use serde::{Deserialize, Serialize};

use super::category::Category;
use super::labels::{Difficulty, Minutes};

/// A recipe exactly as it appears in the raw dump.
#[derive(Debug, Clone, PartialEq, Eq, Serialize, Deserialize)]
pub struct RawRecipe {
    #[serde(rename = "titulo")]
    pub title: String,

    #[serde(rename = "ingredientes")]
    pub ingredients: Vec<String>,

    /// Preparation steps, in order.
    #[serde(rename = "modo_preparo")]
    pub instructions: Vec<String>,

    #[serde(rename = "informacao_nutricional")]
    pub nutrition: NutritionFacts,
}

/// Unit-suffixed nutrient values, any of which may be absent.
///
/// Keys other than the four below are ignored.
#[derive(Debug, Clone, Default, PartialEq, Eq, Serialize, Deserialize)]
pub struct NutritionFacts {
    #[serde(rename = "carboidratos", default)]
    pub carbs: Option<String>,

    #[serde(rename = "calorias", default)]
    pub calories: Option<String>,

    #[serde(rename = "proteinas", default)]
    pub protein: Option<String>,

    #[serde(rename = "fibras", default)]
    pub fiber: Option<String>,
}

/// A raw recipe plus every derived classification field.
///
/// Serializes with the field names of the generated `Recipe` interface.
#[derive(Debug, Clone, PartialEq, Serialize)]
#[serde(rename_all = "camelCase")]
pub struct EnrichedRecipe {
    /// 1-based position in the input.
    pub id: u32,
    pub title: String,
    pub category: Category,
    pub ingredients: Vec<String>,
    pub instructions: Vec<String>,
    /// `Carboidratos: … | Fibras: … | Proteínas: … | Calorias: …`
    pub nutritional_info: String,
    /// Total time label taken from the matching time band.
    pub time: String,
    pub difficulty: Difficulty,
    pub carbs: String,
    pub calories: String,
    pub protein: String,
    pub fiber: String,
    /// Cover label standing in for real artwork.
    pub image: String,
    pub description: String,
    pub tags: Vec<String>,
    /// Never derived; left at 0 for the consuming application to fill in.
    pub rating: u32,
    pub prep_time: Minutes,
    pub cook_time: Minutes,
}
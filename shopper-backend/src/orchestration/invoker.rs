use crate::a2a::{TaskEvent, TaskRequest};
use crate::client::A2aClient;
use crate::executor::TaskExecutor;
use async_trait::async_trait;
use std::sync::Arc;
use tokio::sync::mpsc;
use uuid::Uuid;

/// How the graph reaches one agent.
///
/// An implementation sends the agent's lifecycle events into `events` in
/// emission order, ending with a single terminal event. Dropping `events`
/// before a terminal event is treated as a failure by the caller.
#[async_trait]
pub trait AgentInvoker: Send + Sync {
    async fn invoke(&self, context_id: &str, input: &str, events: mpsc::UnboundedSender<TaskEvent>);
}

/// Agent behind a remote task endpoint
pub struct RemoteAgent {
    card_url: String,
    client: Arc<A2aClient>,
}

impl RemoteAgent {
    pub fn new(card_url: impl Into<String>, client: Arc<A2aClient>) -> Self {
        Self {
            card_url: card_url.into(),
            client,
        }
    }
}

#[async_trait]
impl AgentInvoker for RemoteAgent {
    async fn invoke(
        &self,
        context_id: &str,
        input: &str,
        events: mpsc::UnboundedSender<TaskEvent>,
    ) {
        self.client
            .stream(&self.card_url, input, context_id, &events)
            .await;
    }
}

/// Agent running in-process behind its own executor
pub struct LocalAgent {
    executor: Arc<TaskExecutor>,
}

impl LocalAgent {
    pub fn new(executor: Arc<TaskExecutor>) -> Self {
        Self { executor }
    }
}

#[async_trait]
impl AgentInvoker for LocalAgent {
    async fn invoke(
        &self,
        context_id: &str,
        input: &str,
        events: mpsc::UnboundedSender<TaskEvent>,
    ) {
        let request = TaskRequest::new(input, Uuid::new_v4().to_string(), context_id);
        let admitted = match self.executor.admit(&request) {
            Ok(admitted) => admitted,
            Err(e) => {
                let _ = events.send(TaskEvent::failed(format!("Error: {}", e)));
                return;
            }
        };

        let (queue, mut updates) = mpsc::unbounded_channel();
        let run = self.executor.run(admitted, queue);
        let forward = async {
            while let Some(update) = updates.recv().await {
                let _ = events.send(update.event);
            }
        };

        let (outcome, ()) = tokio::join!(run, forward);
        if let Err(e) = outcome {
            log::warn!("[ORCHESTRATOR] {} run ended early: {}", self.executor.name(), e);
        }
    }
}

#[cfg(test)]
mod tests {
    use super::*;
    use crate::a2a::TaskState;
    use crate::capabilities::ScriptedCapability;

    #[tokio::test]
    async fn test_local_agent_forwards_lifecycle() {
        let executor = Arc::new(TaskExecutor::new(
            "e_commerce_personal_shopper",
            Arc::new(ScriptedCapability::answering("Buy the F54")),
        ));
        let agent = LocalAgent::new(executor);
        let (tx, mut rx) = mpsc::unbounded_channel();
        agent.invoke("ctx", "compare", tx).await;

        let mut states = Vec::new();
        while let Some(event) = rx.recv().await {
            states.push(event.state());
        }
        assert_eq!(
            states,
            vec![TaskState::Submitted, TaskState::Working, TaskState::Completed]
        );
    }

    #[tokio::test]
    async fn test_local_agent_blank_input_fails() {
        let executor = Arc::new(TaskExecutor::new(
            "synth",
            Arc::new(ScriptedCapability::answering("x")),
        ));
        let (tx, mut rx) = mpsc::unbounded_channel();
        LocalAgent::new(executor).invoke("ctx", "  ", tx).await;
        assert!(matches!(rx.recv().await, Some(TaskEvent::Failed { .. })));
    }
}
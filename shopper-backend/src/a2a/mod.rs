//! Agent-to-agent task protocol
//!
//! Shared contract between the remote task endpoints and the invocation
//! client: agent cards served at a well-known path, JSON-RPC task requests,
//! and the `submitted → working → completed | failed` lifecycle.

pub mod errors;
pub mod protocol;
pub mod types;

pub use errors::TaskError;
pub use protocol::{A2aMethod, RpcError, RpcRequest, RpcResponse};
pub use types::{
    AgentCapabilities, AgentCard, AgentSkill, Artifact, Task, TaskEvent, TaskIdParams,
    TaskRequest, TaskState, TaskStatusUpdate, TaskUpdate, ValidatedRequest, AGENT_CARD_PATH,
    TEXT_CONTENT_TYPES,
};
***
Every record must be transcribed exactly, with no line skipped.

use serde::{Deserialize, Serialize};

use super::category::Category;
use super::labels::{Difficulty, Minutes};

/// A recipe exactly as it appears in the raw dump.
#[derive(Debug, Clone, PartialEq, Eq, Serialize, Deserialize)]
pub struct RawRecipe {
    #[serde(rename = "titulo")]
    pub title: String,

    #[serde(rename = "ingredientes")]
    pub ingredients: Vec<String>,

    /// Preparation steps, in order.
    #[serde(rename = "modo_preparo")]
    pub instructions: Vec<String>,

    #[serde(rename = "informacao_nutricional")]
    pub nutrition: NutritionFacts,
}

/// Unit-suffixed nutrient values, any of which may be absent.
///
/// Keys other than the four below are ignored.
#[derive(Debug, Clone, Default, PartialEq, Eq, Serialize, Deserialize)]
pub struct NutritionFacts {
    #[serde(rename = "carboidratos", default)]
    pub carbs: Option<String>,

    #[serde(rename = "calorias", default)]
    pub calories: Option<String>,

    #[serde(rename = "proteinas", default)]
    pub protein: Option<String>,

    #[serde(rename = "fibras", default)]
    pub fiber: Option<String>,
}

/// A raw recipe plus every derived classification field.
///
/// Serializes with the field names of the generated `Recipe` interface.
#[derive(Debug, Clone, PartialEq, Serialize)]
#[serde(rename_all = "camelCase")]
pub struct EnrichedRecipe {
    /// 1-based position in the input.
    pub id: u32,
    pub title: String,
    pub category: Category,
    pub ingredients: Vec<String>,
    pub instructions: Vec<String>,
    /// `Carboidratos: … | Fibras: … | Proteínas: … | Calorias: …`
    pub nutritional_info: String,
    /// Total time label taken from the matching time band.
    pub time: String,
    pub difficulty: Difficulty,
    pub carbs: String,
    pub calories: String,
    pub protein: String,
    pub fiber: String,
    /// Cover label standing in for real artwork.
    pub image: String,
    pub description: String,
    pub tags: Vec<String>,
    /// Never derived; left at 0 for the consuming application to fill in.
    pub rating: u32,
    pub prep_time: Minutes,
    pub cook_time: Minutes,
}
filename shopper-backend/src/orchestration/invoker.rs
use crate::a2a::{TaskEvent, TaskRequest};
use crate::client::A2aClient;
use crate::executor::TaskExecutor;
use async_trait::async_trait;
use std::sync::Arc;
use tokio::sync::mpsc;
use uuid::Uuid;

/// How the graph reaches one agent.
///
/// An implementation sends the agent's lifecycle events into `events` in
/// emission order, ending with a single terminal event. Dropping `events`
/// before a terminal event is treated as a failure by the caller.
#[async_trait]
pub trait AgentInvoker: Send + Sync {
    async fn invoke(&self, context_id: &str, input: &str, events: mpsc::UnboundedSender<TaskEvent>);
}

/// Agent behind a remote task endpoint
pub struct RemoteAgent {
    card_url: String,
    client: Arc<A2aClient>,
}

impl RemoteAgent {
    pub fn new(card_url: impl Into<String>, client: Arc<A2aClient>) -> Self {
        Self {
            card_url: card_url.into(),
            client,
        }
    }
}

#[async_trait]
impl AgentInvoker for RemoteAgent {
    async fn invoke(
        &self,
        context_id: &str,
        input: &str,
        events: mpsc::UnboundedSender<TaskEvent>,
    ) {
        self.client
            .stream(&self.card_url, input, context_id, &events)
            .await;
    }
}

/// Agent running in-process behind its own executor
pub struct LocalAgent {
    executor: Arc<TaskExecutor>,
}

impl LocalAgent {
    pub fn new(executor: Arc<TaskExecutor>) -> Self {
        Self { executor }
    }
}

#[async_trait]
impl AgentInvoker for LocalAgent {
    async fn invoke(
        &self,
        context_id: &str,
        input: &str,
        events: mpsc::UnboundedSender<TaskEvent>,
    ) {
        let request = TaskRequest::new(input, Uuid::new_v4().to_string(), context_id);
        let admitted = match self.executor.admit(&request) {
            Ok(admitted) => admitted,
            Err(e) => {
                let _ = events.send(TaskEvent::failed(format!("Error: {}", e)));
                return;
            }
        };

        let (queue, mut updates) = mpsc::unbounded_channel();
        let run = self.executor.run(admitted, queue);
        let forward = async {
            while let Some(update) = updates.recv().await {
                let _ = events.send(update.event);
            }
        };

        let (outcome, ()) = tokio::join!(run, forward);
        if let Err(e) = outcome {
            log::warn!("[ORCHESTRATOR] {} run ended early: {}", self.executor.name(), e);
        }
    }
}

#[cfg(test)]
mod tests {
    use super::*;
    use crate::a2a::TaskState;
    use crate::capabilities::ScriptedCapability;

    #[tokio::test]
    async fn test_local_agent_forwards_lifecycle() {
        let executor = Arc::new(TaskExecutor::new(
            "e_commerce_personal_shopper",
            Arc::new(ScriptedCapability::answering("Buy the F54")),
        ));
        let agent = LocalAgent::new(executor);
        let (tx, mut rx) = mpsc::unbounded_channel();
        agent.invoke("ctx", "compare", tx).await;

        let mut states = Vec::new();
        while let Some(event) = rx.recv().await {
            states.push(event.state());
        }
        assert_eq!(
            states,
            vec![TaskState::Submitted, TaskState::Working, TaskState::Completed]
        );
    }

    #[tokio::test]
    async fn test_local_agent_blank_input_fails() {
        let executor = Arc::new(TaskExecutor::new(
            "synth",
            Arc::new(ScriptedCapability::answering("x")),
        ));
        let (tx, mut rx) = mpsc::unbounded_channel();
        LocalAgent::new(executor).invoke("ctx", "  ", tx).await;
        assert!(matches!(rx.recv().await, Some(TaskEvent::Failed { .. })));
    }
}
filename shopper-backend/src/a2a/mod.rs
//! Agent-to-agent task protocol
//!
//! Shared contract between the remote task endpoints and the invocation
//! client: agent cards served at a well-known path, JSON-RPC task requests,
//! and the `submitted → working → completed | failed` lifecycle.

pub mod errors;
pub mod protocol;
pub mod types;

pub use errors::TaskError;
pub use protocol::{A2aMethod, RpcError, RpcRequest, RpcResponse};
pub use types::{
    AgentCapabilities, AgentCard, AgentSkill, Artifact, Task, TaskEvent, TaskIdParams,
    TaskRequest, TaskState, TaskStatusUpdate, TaskUpdate, ValidatedRequest, AGENT_CARD_PATH,
    TEXT_CONTENT_TYPES,
};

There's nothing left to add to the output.